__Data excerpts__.

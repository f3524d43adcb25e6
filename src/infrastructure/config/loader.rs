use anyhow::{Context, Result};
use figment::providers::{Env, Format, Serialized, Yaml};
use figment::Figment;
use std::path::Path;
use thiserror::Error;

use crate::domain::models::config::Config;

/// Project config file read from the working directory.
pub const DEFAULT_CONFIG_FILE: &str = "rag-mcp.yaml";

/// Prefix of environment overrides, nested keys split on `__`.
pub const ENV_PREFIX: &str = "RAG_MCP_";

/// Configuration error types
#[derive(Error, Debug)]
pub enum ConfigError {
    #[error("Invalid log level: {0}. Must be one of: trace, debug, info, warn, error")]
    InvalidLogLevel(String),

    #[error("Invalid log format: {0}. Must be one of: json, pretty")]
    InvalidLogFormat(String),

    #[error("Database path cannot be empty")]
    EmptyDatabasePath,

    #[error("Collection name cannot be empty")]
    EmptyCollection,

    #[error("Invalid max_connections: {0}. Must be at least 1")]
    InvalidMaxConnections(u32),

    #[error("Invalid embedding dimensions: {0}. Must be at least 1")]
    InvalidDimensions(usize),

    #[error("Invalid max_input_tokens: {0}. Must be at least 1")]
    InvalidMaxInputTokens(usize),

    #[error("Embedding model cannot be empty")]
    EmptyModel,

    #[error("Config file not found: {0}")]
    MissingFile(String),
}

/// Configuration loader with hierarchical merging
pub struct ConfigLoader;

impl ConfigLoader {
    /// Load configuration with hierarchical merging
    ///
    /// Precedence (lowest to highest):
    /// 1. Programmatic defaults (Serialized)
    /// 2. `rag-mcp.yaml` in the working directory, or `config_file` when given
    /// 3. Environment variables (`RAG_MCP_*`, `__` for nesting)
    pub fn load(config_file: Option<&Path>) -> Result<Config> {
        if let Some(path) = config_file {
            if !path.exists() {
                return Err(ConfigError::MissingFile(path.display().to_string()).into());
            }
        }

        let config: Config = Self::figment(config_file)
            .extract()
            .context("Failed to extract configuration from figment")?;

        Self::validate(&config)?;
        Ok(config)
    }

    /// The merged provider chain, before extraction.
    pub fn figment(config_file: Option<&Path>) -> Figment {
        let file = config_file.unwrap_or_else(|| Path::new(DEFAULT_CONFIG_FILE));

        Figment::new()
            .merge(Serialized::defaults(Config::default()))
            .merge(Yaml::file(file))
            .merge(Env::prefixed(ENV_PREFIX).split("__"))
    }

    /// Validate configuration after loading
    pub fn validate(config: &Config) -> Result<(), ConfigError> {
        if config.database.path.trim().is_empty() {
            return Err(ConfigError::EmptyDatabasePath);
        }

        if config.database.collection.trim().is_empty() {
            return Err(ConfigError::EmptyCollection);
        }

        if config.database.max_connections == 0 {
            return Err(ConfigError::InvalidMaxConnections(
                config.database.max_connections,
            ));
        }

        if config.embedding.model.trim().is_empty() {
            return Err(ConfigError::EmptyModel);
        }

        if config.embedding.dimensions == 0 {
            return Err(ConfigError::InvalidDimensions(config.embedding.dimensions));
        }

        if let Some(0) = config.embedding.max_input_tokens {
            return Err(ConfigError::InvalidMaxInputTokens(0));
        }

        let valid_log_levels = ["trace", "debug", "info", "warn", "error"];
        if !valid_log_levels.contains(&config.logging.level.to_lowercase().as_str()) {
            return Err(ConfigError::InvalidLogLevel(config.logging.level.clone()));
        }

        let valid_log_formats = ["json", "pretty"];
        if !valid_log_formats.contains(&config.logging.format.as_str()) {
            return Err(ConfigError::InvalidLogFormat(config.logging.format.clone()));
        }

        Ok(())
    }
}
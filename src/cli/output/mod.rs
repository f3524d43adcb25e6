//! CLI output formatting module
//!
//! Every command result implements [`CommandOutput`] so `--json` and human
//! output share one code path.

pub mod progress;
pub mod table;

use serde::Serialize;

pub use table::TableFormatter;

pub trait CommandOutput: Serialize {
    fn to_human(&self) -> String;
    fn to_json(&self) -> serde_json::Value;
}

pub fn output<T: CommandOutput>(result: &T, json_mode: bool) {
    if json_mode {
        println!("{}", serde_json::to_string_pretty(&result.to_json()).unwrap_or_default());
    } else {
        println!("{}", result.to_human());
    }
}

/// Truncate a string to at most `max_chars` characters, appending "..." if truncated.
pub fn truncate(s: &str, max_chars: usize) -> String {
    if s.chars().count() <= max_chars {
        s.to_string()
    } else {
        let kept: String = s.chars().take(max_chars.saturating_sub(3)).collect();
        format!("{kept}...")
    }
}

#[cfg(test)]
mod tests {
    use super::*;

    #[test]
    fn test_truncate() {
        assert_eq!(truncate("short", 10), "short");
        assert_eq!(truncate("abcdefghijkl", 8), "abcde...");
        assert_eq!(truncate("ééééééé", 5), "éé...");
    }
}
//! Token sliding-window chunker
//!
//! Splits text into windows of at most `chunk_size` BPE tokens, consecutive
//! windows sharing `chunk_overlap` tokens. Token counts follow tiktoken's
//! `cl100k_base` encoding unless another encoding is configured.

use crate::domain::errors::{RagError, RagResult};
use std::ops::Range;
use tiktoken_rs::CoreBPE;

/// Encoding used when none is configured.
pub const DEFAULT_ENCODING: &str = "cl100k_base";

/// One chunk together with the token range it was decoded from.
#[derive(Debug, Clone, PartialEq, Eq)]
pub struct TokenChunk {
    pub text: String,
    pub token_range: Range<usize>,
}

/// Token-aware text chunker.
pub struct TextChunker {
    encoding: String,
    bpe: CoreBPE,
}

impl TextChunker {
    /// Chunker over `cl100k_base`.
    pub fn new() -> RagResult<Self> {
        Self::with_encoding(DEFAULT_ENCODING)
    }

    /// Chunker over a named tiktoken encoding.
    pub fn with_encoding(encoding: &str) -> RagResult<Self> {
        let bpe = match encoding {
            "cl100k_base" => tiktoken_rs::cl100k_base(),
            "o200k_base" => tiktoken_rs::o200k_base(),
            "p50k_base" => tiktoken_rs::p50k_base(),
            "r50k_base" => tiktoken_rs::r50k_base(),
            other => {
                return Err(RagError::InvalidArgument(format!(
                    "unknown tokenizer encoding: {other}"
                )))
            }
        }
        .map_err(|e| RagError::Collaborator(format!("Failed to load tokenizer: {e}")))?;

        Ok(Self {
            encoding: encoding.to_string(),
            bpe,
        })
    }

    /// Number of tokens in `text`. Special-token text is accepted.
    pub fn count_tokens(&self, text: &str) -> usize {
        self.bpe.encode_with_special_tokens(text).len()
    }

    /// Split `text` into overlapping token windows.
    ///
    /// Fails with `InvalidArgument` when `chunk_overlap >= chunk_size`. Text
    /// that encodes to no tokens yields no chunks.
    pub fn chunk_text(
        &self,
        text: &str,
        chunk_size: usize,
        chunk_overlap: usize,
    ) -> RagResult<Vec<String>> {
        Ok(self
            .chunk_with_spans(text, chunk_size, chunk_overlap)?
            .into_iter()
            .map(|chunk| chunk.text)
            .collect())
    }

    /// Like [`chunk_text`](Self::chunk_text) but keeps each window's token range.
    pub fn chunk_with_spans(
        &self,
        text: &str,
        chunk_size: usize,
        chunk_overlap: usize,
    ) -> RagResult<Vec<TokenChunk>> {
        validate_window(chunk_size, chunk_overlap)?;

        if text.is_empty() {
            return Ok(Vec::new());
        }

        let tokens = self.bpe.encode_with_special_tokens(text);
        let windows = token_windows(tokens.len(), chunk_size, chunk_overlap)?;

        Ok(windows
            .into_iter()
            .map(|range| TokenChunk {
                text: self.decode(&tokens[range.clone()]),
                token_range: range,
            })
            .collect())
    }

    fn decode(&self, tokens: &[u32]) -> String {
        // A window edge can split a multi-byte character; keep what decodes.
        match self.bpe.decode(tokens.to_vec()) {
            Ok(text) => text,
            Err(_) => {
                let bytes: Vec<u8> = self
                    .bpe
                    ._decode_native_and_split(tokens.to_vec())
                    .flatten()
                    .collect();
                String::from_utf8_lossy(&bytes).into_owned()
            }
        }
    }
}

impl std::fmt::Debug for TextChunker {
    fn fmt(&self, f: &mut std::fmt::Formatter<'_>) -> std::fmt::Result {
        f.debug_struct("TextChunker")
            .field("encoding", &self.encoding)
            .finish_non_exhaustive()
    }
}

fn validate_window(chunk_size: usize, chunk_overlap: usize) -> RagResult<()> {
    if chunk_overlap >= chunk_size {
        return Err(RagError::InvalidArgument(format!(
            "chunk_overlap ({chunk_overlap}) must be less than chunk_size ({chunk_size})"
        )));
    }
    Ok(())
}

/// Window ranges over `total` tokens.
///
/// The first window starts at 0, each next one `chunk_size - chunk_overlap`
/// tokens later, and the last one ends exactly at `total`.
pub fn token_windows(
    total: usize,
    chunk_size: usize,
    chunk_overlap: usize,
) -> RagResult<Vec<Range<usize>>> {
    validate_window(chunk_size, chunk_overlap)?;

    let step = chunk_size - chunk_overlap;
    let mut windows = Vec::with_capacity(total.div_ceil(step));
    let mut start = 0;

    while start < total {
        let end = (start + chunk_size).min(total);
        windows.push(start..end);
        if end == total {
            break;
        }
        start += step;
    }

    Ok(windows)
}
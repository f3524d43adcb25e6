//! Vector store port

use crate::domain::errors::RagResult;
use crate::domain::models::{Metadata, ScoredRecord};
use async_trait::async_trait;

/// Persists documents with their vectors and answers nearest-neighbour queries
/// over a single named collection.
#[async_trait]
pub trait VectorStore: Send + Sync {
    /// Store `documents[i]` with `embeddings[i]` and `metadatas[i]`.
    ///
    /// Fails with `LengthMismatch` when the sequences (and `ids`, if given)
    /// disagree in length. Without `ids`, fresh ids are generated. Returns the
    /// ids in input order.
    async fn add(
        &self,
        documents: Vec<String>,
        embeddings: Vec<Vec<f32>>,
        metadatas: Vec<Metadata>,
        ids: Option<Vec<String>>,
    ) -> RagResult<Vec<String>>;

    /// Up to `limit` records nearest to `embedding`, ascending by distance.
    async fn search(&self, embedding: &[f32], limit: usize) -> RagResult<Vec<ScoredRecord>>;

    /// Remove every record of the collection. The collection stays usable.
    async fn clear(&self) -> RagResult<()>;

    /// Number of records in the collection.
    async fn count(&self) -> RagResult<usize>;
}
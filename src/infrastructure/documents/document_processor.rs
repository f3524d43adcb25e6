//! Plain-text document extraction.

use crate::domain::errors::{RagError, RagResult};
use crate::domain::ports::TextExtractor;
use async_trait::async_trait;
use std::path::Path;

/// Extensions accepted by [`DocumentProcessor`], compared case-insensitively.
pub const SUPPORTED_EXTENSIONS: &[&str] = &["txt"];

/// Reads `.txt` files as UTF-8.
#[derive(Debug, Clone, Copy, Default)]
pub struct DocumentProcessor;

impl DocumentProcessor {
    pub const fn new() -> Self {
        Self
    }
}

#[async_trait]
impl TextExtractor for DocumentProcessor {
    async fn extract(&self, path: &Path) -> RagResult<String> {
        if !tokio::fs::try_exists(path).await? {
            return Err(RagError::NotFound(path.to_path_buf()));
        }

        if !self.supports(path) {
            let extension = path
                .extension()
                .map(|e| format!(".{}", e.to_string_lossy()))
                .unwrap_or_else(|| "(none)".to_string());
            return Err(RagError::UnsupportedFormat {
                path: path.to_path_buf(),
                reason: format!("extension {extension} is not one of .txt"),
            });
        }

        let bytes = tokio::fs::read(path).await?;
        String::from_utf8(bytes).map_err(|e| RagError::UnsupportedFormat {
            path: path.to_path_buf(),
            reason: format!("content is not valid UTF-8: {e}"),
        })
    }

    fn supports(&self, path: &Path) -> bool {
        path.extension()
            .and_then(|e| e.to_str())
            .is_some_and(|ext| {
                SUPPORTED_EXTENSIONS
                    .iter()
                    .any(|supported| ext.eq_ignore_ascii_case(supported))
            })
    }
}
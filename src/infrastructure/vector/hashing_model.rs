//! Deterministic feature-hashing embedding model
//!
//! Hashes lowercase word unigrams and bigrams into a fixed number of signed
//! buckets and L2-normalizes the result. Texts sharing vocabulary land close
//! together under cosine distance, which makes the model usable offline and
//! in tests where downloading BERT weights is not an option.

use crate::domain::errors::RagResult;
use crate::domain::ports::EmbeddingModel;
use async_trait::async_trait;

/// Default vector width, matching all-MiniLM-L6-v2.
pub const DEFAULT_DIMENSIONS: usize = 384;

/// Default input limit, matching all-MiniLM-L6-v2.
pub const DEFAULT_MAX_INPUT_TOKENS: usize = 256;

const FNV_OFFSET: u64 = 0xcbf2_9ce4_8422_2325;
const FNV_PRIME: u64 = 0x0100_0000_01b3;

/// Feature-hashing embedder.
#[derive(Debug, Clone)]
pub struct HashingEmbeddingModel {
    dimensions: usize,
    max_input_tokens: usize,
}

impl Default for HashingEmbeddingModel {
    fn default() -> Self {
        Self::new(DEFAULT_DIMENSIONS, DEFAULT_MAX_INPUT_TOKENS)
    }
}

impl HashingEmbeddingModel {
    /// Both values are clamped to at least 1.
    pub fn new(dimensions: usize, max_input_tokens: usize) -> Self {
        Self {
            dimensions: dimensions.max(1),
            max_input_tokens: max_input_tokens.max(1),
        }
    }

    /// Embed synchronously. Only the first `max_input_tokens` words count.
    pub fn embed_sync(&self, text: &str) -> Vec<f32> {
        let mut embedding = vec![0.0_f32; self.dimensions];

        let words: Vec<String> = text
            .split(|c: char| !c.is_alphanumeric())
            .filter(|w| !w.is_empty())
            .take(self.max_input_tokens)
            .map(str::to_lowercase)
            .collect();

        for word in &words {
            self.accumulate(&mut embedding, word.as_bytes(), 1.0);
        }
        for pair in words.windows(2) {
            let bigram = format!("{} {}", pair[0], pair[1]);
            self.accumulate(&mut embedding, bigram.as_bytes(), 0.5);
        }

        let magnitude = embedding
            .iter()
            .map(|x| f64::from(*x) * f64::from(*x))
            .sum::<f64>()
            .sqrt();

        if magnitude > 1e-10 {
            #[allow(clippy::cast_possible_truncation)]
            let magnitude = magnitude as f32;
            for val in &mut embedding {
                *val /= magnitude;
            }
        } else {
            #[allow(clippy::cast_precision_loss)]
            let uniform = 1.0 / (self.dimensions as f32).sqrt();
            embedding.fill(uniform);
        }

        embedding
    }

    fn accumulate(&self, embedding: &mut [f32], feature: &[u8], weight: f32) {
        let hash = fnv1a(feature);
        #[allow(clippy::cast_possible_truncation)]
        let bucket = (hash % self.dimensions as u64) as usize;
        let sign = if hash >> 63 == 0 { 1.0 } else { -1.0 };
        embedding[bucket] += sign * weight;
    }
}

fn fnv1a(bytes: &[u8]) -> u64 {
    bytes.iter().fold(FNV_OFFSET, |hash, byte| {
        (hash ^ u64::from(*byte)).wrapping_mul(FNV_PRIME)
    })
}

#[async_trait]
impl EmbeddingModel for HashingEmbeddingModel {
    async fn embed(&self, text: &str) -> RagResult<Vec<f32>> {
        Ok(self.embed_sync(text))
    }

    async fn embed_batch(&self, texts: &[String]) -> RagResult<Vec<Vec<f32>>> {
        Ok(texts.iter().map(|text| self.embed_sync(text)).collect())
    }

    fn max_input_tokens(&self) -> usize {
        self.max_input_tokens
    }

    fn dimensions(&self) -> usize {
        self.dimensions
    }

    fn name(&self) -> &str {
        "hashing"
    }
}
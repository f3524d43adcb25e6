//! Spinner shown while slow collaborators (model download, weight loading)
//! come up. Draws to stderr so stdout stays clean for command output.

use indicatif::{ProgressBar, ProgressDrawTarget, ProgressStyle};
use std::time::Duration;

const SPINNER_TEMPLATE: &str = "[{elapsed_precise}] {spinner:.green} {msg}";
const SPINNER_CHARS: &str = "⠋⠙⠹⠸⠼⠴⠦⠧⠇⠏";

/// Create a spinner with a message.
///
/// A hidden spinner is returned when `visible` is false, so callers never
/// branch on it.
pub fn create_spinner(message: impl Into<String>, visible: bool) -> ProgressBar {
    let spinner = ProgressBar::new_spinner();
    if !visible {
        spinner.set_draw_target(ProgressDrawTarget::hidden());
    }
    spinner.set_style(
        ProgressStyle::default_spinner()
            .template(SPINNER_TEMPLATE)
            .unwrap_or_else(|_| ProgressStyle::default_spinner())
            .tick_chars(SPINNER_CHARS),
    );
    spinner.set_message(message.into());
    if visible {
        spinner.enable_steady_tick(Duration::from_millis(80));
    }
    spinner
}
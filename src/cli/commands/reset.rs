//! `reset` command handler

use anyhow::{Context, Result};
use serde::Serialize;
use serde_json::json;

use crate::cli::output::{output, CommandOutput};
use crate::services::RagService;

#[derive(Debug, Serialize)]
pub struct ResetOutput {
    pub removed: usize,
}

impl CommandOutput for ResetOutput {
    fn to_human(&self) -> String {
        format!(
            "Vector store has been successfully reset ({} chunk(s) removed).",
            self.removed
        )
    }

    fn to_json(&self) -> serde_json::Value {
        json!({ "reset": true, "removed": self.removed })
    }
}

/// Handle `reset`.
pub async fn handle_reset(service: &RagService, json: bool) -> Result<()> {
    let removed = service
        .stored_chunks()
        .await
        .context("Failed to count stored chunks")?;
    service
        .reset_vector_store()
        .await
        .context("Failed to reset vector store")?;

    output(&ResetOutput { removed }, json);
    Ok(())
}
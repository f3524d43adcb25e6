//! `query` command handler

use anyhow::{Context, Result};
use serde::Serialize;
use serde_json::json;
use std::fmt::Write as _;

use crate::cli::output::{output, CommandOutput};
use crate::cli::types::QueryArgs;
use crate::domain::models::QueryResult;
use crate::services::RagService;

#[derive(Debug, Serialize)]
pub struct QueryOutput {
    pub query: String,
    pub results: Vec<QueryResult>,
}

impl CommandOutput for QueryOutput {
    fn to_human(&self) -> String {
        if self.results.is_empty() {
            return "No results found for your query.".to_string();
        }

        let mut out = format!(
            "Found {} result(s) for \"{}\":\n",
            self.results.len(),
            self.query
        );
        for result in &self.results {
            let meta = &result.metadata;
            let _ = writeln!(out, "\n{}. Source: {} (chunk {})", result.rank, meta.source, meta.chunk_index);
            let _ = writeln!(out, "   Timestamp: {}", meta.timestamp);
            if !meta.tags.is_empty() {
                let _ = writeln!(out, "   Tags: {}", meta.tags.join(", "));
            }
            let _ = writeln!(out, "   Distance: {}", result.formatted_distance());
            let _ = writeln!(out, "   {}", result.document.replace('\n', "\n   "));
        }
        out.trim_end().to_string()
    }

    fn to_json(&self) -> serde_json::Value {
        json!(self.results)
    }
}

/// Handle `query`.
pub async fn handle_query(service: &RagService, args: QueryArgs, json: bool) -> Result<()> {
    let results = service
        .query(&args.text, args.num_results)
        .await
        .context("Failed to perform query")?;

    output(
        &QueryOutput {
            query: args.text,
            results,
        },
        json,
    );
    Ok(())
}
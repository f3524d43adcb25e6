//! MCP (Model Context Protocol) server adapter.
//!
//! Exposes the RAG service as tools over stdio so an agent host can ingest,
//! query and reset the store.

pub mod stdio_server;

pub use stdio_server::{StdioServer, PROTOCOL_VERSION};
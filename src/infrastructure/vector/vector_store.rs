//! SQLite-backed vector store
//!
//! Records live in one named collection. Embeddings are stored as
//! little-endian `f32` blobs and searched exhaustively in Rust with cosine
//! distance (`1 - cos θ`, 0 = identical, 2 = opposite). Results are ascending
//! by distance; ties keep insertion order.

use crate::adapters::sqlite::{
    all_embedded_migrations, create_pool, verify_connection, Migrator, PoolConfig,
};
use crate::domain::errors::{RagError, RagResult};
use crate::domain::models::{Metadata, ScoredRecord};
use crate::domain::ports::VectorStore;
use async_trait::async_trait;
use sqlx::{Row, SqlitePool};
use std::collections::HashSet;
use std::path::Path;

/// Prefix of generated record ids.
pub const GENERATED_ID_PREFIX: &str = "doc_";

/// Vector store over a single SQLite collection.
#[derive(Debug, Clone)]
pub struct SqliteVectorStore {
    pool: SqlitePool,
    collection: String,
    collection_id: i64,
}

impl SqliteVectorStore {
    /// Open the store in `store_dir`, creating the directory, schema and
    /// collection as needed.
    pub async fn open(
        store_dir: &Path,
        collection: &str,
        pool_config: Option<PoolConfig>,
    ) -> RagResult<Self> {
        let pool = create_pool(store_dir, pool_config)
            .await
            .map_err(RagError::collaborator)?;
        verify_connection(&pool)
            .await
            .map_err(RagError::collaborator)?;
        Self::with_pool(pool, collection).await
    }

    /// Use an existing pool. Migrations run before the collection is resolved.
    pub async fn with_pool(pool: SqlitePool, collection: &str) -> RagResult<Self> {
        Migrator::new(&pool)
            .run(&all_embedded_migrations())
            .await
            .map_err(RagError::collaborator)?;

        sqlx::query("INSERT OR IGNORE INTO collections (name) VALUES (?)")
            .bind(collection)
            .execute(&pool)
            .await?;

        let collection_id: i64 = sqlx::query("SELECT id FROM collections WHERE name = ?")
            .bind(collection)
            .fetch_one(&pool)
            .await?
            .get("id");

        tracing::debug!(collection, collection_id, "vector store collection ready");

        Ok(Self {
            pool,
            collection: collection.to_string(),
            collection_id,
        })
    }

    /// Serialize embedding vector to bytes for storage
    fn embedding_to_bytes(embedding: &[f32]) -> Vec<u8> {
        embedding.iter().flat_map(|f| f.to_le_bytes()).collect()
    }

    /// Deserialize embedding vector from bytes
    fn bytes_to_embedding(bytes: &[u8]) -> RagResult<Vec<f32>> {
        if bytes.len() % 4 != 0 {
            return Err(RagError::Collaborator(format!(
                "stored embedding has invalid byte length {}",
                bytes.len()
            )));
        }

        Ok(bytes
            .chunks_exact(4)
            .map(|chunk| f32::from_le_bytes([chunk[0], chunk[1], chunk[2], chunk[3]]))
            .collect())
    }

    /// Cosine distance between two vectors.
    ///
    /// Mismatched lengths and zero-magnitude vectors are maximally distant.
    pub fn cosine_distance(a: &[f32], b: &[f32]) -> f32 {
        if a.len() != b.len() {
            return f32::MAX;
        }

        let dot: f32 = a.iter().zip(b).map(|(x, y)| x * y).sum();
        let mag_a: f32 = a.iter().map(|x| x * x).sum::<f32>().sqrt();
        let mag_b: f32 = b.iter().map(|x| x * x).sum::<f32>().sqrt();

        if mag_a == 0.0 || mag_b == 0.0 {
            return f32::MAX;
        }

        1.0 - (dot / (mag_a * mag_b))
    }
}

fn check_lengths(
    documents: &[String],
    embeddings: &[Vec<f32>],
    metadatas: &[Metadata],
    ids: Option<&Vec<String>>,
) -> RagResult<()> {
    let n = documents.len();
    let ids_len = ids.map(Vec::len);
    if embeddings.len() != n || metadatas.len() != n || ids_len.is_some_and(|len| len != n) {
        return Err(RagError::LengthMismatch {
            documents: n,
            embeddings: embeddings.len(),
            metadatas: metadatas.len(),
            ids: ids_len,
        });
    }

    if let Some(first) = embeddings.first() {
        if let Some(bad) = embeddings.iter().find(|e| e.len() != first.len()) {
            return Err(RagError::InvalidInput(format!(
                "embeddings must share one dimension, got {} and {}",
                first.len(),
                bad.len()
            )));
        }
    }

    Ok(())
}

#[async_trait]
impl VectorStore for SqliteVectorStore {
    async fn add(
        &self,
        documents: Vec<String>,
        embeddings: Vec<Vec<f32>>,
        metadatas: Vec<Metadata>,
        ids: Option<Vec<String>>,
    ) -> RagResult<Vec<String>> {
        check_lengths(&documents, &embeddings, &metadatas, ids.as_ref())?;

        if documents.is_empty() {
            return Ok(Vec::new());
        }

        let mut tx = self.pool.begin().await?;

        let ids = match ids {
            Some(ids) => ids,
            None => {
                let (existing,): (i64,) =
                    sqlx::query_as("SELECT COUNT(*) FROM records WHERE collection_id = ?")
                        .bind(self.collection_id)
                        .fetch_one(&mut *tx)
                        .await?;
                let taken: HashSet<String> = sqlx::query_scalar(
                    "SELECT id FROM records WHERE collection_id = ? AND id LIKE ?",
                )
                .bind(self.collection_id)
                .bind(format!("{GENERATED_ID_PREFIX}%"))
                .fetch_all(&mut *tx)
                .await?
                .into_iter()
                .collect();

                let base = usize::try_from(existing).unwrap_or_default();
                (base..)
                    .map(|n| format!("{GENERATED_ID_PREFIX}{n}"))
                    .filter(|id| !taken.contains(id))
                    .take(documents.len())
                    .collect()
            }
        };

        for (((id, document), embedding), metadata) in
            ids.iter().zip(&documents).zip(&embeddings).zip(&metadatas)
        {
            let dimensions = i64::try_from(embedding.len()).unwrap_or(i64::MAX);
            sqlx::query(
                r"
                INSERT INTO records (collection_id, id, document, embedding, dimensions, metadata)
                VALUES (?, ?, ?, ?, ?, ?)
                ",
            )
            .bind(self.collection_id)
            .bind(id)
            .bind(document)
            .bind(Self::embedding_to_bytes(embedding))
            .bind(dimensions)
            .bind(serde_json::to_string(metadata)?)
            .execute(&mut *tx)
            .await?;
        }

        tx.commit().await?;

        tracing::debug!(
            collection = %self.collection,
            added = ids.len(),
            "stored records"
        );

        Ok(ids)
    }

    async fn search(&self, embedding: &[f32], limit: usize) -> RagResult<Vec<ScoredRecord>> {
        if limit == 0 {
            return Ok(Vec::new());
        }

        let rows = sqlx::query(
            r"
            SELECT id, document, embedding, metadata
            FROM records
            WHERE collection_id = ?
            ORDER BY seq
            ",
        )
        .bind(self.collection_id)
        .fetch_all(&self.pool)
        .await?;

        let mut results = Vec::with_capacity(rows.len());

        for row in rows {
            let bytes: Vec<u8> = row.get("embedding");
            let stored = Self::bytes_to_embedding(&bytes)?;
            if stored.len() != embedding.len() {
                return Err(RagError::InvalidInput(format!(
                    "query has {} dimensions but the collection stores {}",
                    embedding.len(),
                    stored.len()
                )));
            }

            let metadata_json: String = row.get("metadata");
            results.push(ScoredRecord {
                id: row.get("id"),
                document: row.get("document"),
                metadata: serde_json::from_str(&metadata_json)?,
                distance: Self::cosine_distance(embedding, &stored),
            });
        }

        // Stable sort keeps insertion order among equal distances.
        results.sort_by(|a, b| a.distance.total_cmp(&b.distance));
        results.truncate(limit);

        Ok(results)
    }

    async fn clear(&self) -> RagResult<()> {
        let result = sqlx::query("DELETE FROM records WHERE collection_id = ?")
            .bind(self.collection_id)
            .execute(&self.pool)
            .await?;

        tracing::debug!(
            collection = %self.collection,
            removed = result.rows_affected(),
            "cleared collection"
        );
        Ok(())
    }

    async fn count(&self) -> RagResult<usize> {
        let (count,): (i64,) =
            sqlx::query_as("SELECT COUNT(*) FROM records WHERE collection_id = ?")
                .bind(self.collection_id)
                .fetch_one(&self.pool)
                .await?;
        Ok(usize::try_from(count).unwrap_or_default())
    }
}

__Goal of the exercise__.
Number of lines above containing the word "pair": state it and add nothing else.

__Output of the exercise__.
2